I love it, and I love the way it feels. I can’t stop looking at the ring. I’m so excited and floored by the whole thing. The proposal is something I’ll cherish forever because it’s so “Us.”
I was curled up on the couch in my pajamas watching the History Channel and crocheting a blanket for mi mejor amiga. Ryan came home from work, put on his pajamas and kinda stood in front of me smiling this weird smile. I think I asked him what his problem was or something like that. Then he moved the coffee table and got down on one knee in front of me and asked me to marry him. He had a ring and everything. A total surprise, I had no idea.
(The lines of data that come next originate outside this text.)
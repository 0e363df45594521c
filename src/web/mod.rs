//! Web API module for CoreBoard.
//!
//! This module provides a REST API over board generation so a frontend can
//! request core boards and topic suggestions.
//!
//! # Endpoints
//!
//! - `GET /health` - Health check
//! - `GET /api/categories` - List the core board categories
//! - `GET /api/allocations?buttons=N` - Slot allocation for a button count
//! - `POST /api/boards/core` - Generate a core board
//! - `POST /api/suggestions` - Suggest words and pictograms for a topic

use std::net::SocketAddr;
use std::sync::Arc;

use axum::{
    extract::{Query, State},
    http::StatusCode,
    routing::{get, post},
    Json, Router,
};
use serde::{Deserialize, Serialize};
use tower_http::cors::{Any, CorsLayer};
use tower_http::trace::TraceLayer;
use tracing::{error, info, warn};

use crate::config::Config;
use crate::constants::{APP_NAME, DEFAULT_MAX_SUGGESTIONS};
use crate::error::BoardError;
use crate::models::{BoardDocument, CategorySummary, CORE_CATEGORIES};
use crate::pictograms::{resolver_from_config, NoopResolver, PictogramResolver};
use crate::services::{
    allocate, CategorySlotAllocation, CoreBoardRequest, CoreBoardService, GenerationSettings,
    Suggestion, SuggestionService,
};
use crate::words::{OpenAiWordGenerator, WordGenerator};

// ============================================================================
// Application State
// ============================================================================

/// Shared application state for the web API.
#[derive(Clone)]
pub struct AppState {
    /// Application configuration
    config: Arc<Config>,
    /// Core board generation
    boards: CoreBoardService,
    /// Topic suggestions
    suggestions: SuggestionService,
}

impl AppState {
    /// Creates a state backed by the configured word service and symbol set.
    pub fn new(config: Config) -> anyhow::Result<Self> {
        let generator: Arc<dyn WordGenerator> =
            Arc::new(OpenAiWordGenerator::from_config(&config.llm)?);
        let resolver: Arc<dyn PictogramResolver> = if config.board.fetch_images {
            resolver_from_config(&config.symbols)?
        } else {
            Arc::new(NoopResolver)
        };
        Ok(Self::with_collaborators(config, generator, resolver))
    }

    /// Creates a state with explicit collaborators.
    pub fn with_collaborators(
        config: Config,
        generator: Arc<dyn WordGenerator>,
        resolver: Arc<dyn PictogramResolver>,
    ) -> Self {
        let boards = CoreBoardService::new(
            GenerationSettings::from_config(&config),
            Arc::clone(&generator),
            Arc::clone(&resolver),
        );
        let suggestions = SuggestionService::new(generator, resolver);
        Self {
            config: Arc::new(config),
            boards,
            suggestions,
        }
    }

    /// Returns the configuration in use.
    #[must_use]
    pub fn config(&self) -> &Config {
        &self.config
    }
}

// ============================================================================
// Request/Response Types
// ============================================================================

/// Health check response.
#[derive(Debug, Serialize)]
pub struct HealthResponse {
    /// Current health status (e.g., "healthy").
    pub status: String,
    /// Application version.
    pub version: String,
}

/// Category list response.
#[derive(Debug, Serialize)]
pub struct CategoryListResponse {
    /// Categories in canonical order.
    pub categories: Vec<CategorySummary>,
}

/// Query parameters for slot allocation.
#[derive(Debug, Deserialize)]
pub struct AllocationQuery {
    /// Requested button count; defaults to the configured count.
    pub buttons: Option<usize>,
}

/// Slot allocation response.
#[derive(Debug, Serialize)]
pub struct AllocationResponse {
    /// Requested button count.
    pub total_buttons: usize,
    /// Sum of allotted slots.
    pub allocated: usize,
    /// One entry per category.
    pub allocations: Vec<CategorySlotAllocation>,
}

/// Core board request body.
#[derive(Debug, Deserialize)]
pub struct CoreBoardBody {
    /// Board topic.
    pub topic: String,
    /// Requested button count; defaults to the configured count.
    pub total_buttons: Option<usize>,
}

/// Suggestion request body.
#[derive(Debug, Deserialize)]
pub struct SuggestionBody {
    /// Topic to suggest words for.
    pub topic: String,
    /// Maximum number of suggestions.
    pub max: Option<usize>,
    /// Language for words and pictograms.
    pub language: Option<String>,
}

/// Suggestion list response.
#[derive(Debug, Serialize)]
pub struct SuggestionResponse {
    /// Suggested words.
    pub suggestions: Vec<Suggestion>,
}

/// API error response.
#[derive(Debug, Serialize)]
pub struct ApiError {
    /// Error message.
    pub error: String,
    /// Optional additional details.
    #[serde(skip_serializing_if = "Option::is_none")]
    pub details: Option<String>,
}

impl ApiError {
    fn new(error: impl Into<String>) -> Self {
        Self {
            error: error.into(),
            details: None,
        }
    }

    fn with_details(error: impl Into<String>, details: impl Into<String>) -> Self {
        Self {
            error: error.into(),
            details: Some(details.into()),
        }
    }
}

type ApiResult<T> = Result<Json<T>, (StatusCode, Json<ApiError>)>;

fn board_error_response(err: BoardError) -> (StatusCode, Json<ApiError>) {
    match err {
        BoardError::InvalidInput(message) => {
            (StatusCode::BAD_REQUEST, Json(ApiError::new(message)))
        }
        BoardError::UpstreamGeneration { category, message } => {
            warn!(%category, %message, "word generation failed");
            (
                StatusCode::BAD_GATEWAY,
                Json(ApiError::with_details(
                    format!("Word generation failed for {category}"),
                    message,
                )),
            )
        }
        other => {
            error!("request failed: {other}");
            (
                StatusCode::INTERNAL_SERVER_ERROR,
                Json(ApiError::with_details("Internal error", other.to_string())),
            )
        }
    }
}

// ============================================================================
// Handlers
// ============================================================================

/// GET /health - Health check.
async fn health_check() -> Json<HealthResponse> {
    Json(HealthResponse {
        status: "healthy".to_string(),
        version: env!("CARGO_PKG_VERSION").to_string(),
    })
}

/// GET /api/categories - List the core board categories.
async fn list_categories() -> Json<CategoryListResponse> {
    Json(CategoryListResponse {
        categories: CORE_CATEGORIES.iter().map(CategorySummary::from).collect(),
    })
}

/// GET /api/allocations - Slot allocation for a button count.
async fn get_allocations(
    State(state): State<AppState>,
    Query(query): Query<AllocationQuery>,
) -> ApiResult<AllocationResponse> {
    let total_buttons = query
        .buttons
        .unwrap_or(state.config.board.default_total_buttons);
    let allocations = allocate(total_buttons, &CORE_CATEGORIES).map_err(board_error_response)?;

    Ok(Json(AllocationResponse {
        total_buttons,
        allocated: allocations.total(),
        allocations: allocations.iter().copied().collect(),
    }))
}

/// POST /api/boards/core - Generate a core board.
async fn generate_core_board(
    State(state): State<AppState>,
    Json(body): Json<CoreBoardBody>,
) -> ApiResult<BoardDocument> {
    let total_buttons = body
        .total_buttons
        .unwrap_or(state.config.board.default_total_buttons);
    let request = CoreBoardRequest::new(body.topic, total_buttons);

    let board = state
        .boards
        .generate(&request)
        .await
        .map_err(board_error_response)?;

    Ok(Json(board.document))
}

/// POST /api/suggestions - Suggest words and pictograms for a topic.
async fn suggest_words(
    State(state): State<AppState>,
    Json(body): Json<SuggestionBody>,
) -> ApiResult<SuggestionResponse> {
    let max = body.max.unwrap_or(DEFAULT_MAX_SUGGESTIONS);
    let language = body
        .language
        .unwrap_or_else(|| state.config.symbols.language.clone());

    let suggestions = state
        .suggestions
        .suggest(&body.topic, max, &language)
        .await
        .map_err(board_error_response)?;

    Ok(Json(SuggestionResponse { suggestions }))
}

// ============================================================================
// Router
// ============================================================================

/// Creates the API router.
pub fn create_router(state: AppState) -> Router {
    // Permissive CORS; the server is meant to run beside a local frontend.
    let cors = CorsLayer::new()
        .allow_origin(Any)
        .allow_methods(Any)
        .allow_headers(Any);

    Router::new()
        .route("/health", get(health_check))
        .route("/api/categories", get(list_categories))
        .route("/api/allocations", get(get_allocations))
        .route("/api/boards/core", post(generate_core_board))
        .route("/api/suggestions", post(suggest_words))
        .layer(cors)
        .layer(TraceLayer::new_for_http())
        .with_state(state)
}

/// Runs the web server.
///
/// # Errors
///
/// Returns an error if the word service client cannot be built or the
/// server fails to start.
pub async fn run_server(config: Config, addr: SocketAddr) -> anyhow::Result<()> {
    let state = AppState::new(config)?;
    let app = create_router(state);

    info!("Starting {APP_NAME} web server on {addr}");

    let listener = tokio::net::TcpListener::bind(addr).await?;
    axum::serve(listener, app).await?;

    Ok(())
}

#[cfg(test)]
mod tests {
    use super::*;

    #[test]
    fn test_error_status_mapping() {
        let (status, body) = board_error_response(BoardError::invalid_input("topic"));
        assert_eq!(status, StatusCode::BAD_REQUEST);
        assert_eq!(body.error, "topic");

        let (status, body) = board_error_response(BoardError::upstream("Actions", "timeout"));
        assert_eq!(status, StatusCode::BAD_GATEWAY);
        assert_eq!(body.details.as_deref(), Some("timeout"));

        let (status, _) = board_error_response(BoardError::Config("client".to_string()));
        assert_eq!(status, StatusCode::INTERNAL_SERVER_ERROR);
    }
}
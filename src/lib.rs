//! CoreBoard Library
//!
//! Generates core vocabulary boards for augmentative and alternative
//! communication (AAC). A board request for a topic and a button count is
//! split into per-category slots, filled with fixed and generated words,
//! laid out on a grid by linguistic category and written as an Open Board
//! Format document.
//!
//! ```no_run
//! use std::sync::Arc;
//! use coreboard::config::Config;
//! use coreboard::pictograms::NoopResolver;
//! use coreboard::services::{CoreBoardRequest, CoreBoardService, GenerationSettings};
//! use coreboard::words::OpenAiWordGenerator;
//!
//! # async fn run() -> anyhow::Result<()> {
//! let config = Config::load()?;
//! let service = CoreBoardService::new(
//!     GenerationSettings::from_config(&config),
//!     Arc::new(OpenAiWordGenerator::from_config(&config.llm)?),
//!     Arc::new(NoopResolver),
//! );
//! let board = service.generate(&CoreBoardRequest::new("the zoo", 42)).await?;
//! println!("{}", serde_json::to_string_pretty(&board.document)?);
//! # Ok(())
//! # }
//! ```

// Module declarations
pub mod cli;
pub mod config;
pub mod constants;
pub mod error;
pub mod export;
pub mod models;
pub mod pictograms;
pub mod services;
pub mod words;

#[cfg(feature = "web")]
pub mod web;

pub use error::{BoardError, BoardResult};
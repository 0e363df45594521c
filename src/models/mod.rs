//! Data models for core boards.
//!
//! This module contains the category table, the word and grid types and the
//! Open Board Format document shapes. Models are independent of I/O.

pub mod board;
pub mod category;
pub mod core_word;
pub mod grid;
pub mod rgb;

// Re-export all model types
pub use board::{BoardDocument, BoardGrid, BoardImage, Button, License, OBF_FORMAT};
pub use category::{
    dynamic_categories, Category, CategoryKind, CategorySummary, WordSource, BORDER_COLOR,
    CORE_CATEGORIES,
};
pub use core_word::CoreWord;
pub use grid::{Cursor, Grid, GridDimensions};
pub use rgb::RgbColor;
//! Word generation for dynamic categories and topic suggestions.
//!
//! [`WordGenerator`] is the seam to whatever produces topic words. The
//! production implementation talks to an OpenAI-compatible chat API; the
//! static implementation serves words from a JSON file for offline runs and
//! tests.

pub mod openai;
pub mod static_words;

use async_trait::async_trait;
use regex::Regex;
use std::sync::OnceLock;

use crate::error::{BoardError, BoardResult};
use crate::models::CategoryKind;

pub use openai::OpenAiWordGenerator;
pub use static_words::StaticWordGenerator;

fn brace_list_pattern() -> &'static Regex {
    static PATTERN: OnceLock<Regex> = OnceLock::new();
    PATTERN.get_or_init(|| {
        Regex::new(r"\{([^}]*)\}")
            .unwrap_or_else(|e| unreachable!("static brace pattern is valid: {e}"))
    })
}

/// Produces words for a topic.
#[async_trait]
pub trait WordGenerator: Send + Sync {
    /// Short generator name for logs.
    fn name(&self) -> &'static str;

    /// Returns at most `count` words of `category` related to `topic`.
    ///
    /// May return fewer words. Failures are
    /// [`BoardError::UpstreamGeneration`].
    async fn generate(
        &self,
        topic: &str,
        category: CategoryKind,
        count: usize,
    ) -> BoardResult<Vec<String>>;

    /// Returns at most `max` free-form words for `topic` in `language`.
    async fn suggest(&self, topic: &str, max: usize, language: &str) -> BoardResult<Vec<String>> {
        let _ = (topic, max, language);
        Err(BoardError::upstream(
            "suggestions",
            format!("{} generator does not support suggestions", self.name()),
        ))
    }
}

/// Splits a comma-separated answer into at most `max` trimmed words.
///
/// ```
/// use coreboard::words::parse_comma_list;
///
/// assert_eq!(parse_comma_list(" run, jump ,, play", 2), vec!["run", "jump"]);
/// ```
#[must_use]
pub fn parse_comma_list(content: &str, max: usize) -> Vec<String> {
    content
        .split(',')
        .map(|word| word.trim().trim_end_matches('.').trim())
        .filter(|word| !word.is_empty())
        .take(max)
        .map(str::to_string)
        .collect()
}

/// Extracts the first `{a, b, c}` list from an answer.
///
/// Returns an empty list when no braces are present.
#[must_use]
pub fn parse_brace_list(content: &str, max: usize) -> Vec<String> {
    let cleaned = content.replace("\n\n", "");
    brace_list_pattern()
        .captures(&cleaned)
        .and_then(|caps| caps.get(1))
        .map(|inner| parse_comma_list(inner.as_str(), max))
        .unwrap_or_default()
}
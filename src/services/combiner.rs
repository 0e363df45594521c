//! Merges fixed and generated words into the ordered core word list.
//!
//! Order is a hard contract: fixed categories first (lexicon order, each
//! truncated to its allocation), then dynamic categories in the order their
//! generation results arrived. Ids are assigned sequentially from 1 after
//! filtering, and that order drives grid placement.

use crate::error::{BoardError, BoardResult};
use crate::models::{Category, CategoryKind, CoreWord};
use crate::services::allocator::SlotAllocations;
use serde::{Deserialize, Serialize};
use std::collections::HashSet;
use std::fmt;
use std::str::FromStr;
use tracing::debug;

/// Words grouped by category, in significant order.
pub type WordsByCategory = Vec<(CategoryKind, Vec<String>)>;

/// How duplicate labels are handled while combining.
#[derive(Debug, Clone, Copy, PartialEq, Eq, Default, Serialize, Deserialize)]
#[serde(rename_all = "kebab-case")]
pub enum DedupPolicy {
    /// Keep every word
    Keep,
    /// Drop case-insensitive repeats inside one category
    #[default]
    WithinCategory,
    /// Drop labels already emitted by any earlier category
    AcrossBoard,
}

impl DedupPolicy {
    /// All policies, for help output.
    pub const ALL: [Self; 3] = [Self::Keep, Self::WithinCategory, Self::AcrossBoard];

    /// Kebab-case name used in config files and CLI flags.
    #[must_use]
    pub const fn as_str(self) -> &'static str {
        match self {
            Self::Keep => "keep",
            Self::WithinCategory => "within-category",
            Self::AcrossBoard => "across-board",
        }
    }
}

impl fmt::Display for DedupPolicy {
    fn fmt(&self, f: &mut fmt::Formatter<'_>) -> fmt::Result {
        f.write_str(self.as_str())
    }
}

impl FromStr for DedupPolicy {
    type Err = BoardError;

    fn from_str(s: &str) -> Result<Self, Self::Err> {
        Self::ALL
            .into_iter()
            .find(|p| p.as_str() == s.trim())
            .ok_or_else(|| {
                BoardError::invalid_input(format!(
                    "unknown dedup policy '{s}' (expected keep, within-category or across-board)"
                ))
            })
    }
}

/// Order in which the built-in fixed lexicons are emitted.
///
/// Interjections come before Negation, so under [`DedupPolicy::AcrossBoard`]
/// the shared "no" stays with Interjections.
pub const FIXED_LEXICON_ORDER: [CategoryKind; 4] = [
    CategoryKind::Pronouns,
    CategoryKind::Questions,
    CategoryKind::Interjections,
    CategoryKind::Negation,
];

/// Collects the fixed lexicons of `categories` in lexicon order.
///
/// Fixed categories missing from [`FIXED_LEXICON_ORDER`] follow in declared
/// order.
#[must_use]
pub fn fixed_words_by_category(categories: &[Category]) -> WordsByCategory {
    let mut fixed: WordsByCategory = categories
        .iter()
        .filter_map(|c| {
            c.word_source
                .fixed_words()
                .map(|words| (c.kind, words.iter().map(|w| (*w).to_string()).collect()))
        })
        .collect();
    fixed.sort_by_key(|(kind, _)| {
        FIXED_LEXICON_ORDER
            .iter()
            .position(|k| k == kind)
            .unwrap_or(FIXED_LEXICON_ORDER.len())
    });
    fixed
}

/// Labels accepted so far, threaded through the fold.
#[derive(Default)]
struct Accepted {
    labels: Vec<(CategoryKind, String)>,
    board_seen: HashSet<String>,
}

impl Accepted {
    fn take_category(
        mut self,
        category: CategoryKind,
        words: &[String],
        limit: usize,
        policy: DedupPolicy,
    ) -> Self {
        let mut category_seen: HashSet<String> = HashSet::new();
        let mut taken = 0;

        for word in words {
            if taken == limit {
                break;
            }
            let label = word.trim();
            if label.is_empty() {
                continue;
            }
            let key = label.to_lowercase();
            let duplicate = match policy {
                DedupPolicy::Keep => false,
                DedupPolicy::WithinCategory => category_seen.contains(&key),
                DedupPolicy::AcrossBoard => {
                    category_seen.contains(&key) || self.board_seen.contains(&key)
                }
            };
            if duplicate {
                debug!(category = category.name(), label, "dropping duplicate label");
                continue;
            }
            category_seen.insert(key);
            self.labels.push((category, label.to_string()));
            taken += 1;
        }

        self.board_seen.extend(category_seen);
        debug!(category = category.name(), taken, limit, "combined words");
        self
    }
}

/// Builds the ordered core word list.
///
/// Every category contributes at most its allocated slot count (truncate,
/// never pad); a zero allocation contributes nothing. Blank and duplicate
/// labels do not count against the allocation, so later words fill the gap. Dynamic categories
/// appear in the order given by `dynamic`.
pub fn combine(
    fixed: &[(CategoryKind, Vec<String>)],
    dynamic: &[(CategoryKind, Vec<String>)],
    allocations: &SlotAllocations,
    policy: DedupPolicy,
) -> BoardResult<Vec<CoreWord>> {
    let mut seen_categories = HashSet::new();
    for (category, _) in fixed.iter().chain(dynamic) {
        if !seen_categories.insert(*category) {
            return Err(BoardError::invalid_input(format!(
                "category {category} supplied more than once"
            )));
        }
    }

    let accepted = fixed
        .iter()
        .chain(dynamic)
        .fold(Accepted::default(), |acc, (category, words)| {
            acc.take_category(*category, words, allocations.slots_for(*category), policy)
        });

    Ok(accepted
        .labels
        .into_iter()
        .enumerate()
        .map(|(idx, (category, label))| CoreWord::new(idx + 1, label, category))
        .collect())
}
I guess some little girls imagine Cinderella type weddings and plan them their whole lives. I really wasn’t like that. I just thought if it happened it would be cool and if it didn’t that would be cool also. HA! It’s amazing how I went from not caring, to a Bridezilla Wanna-Be in 2 seconds flat! My dream wedding would take place at the Indianapolis Museum of Art. It’s my favorite place to be. I love the design of the building and the gardens are magnificent. But the more I dive into the planning process, the more discouraged I feel.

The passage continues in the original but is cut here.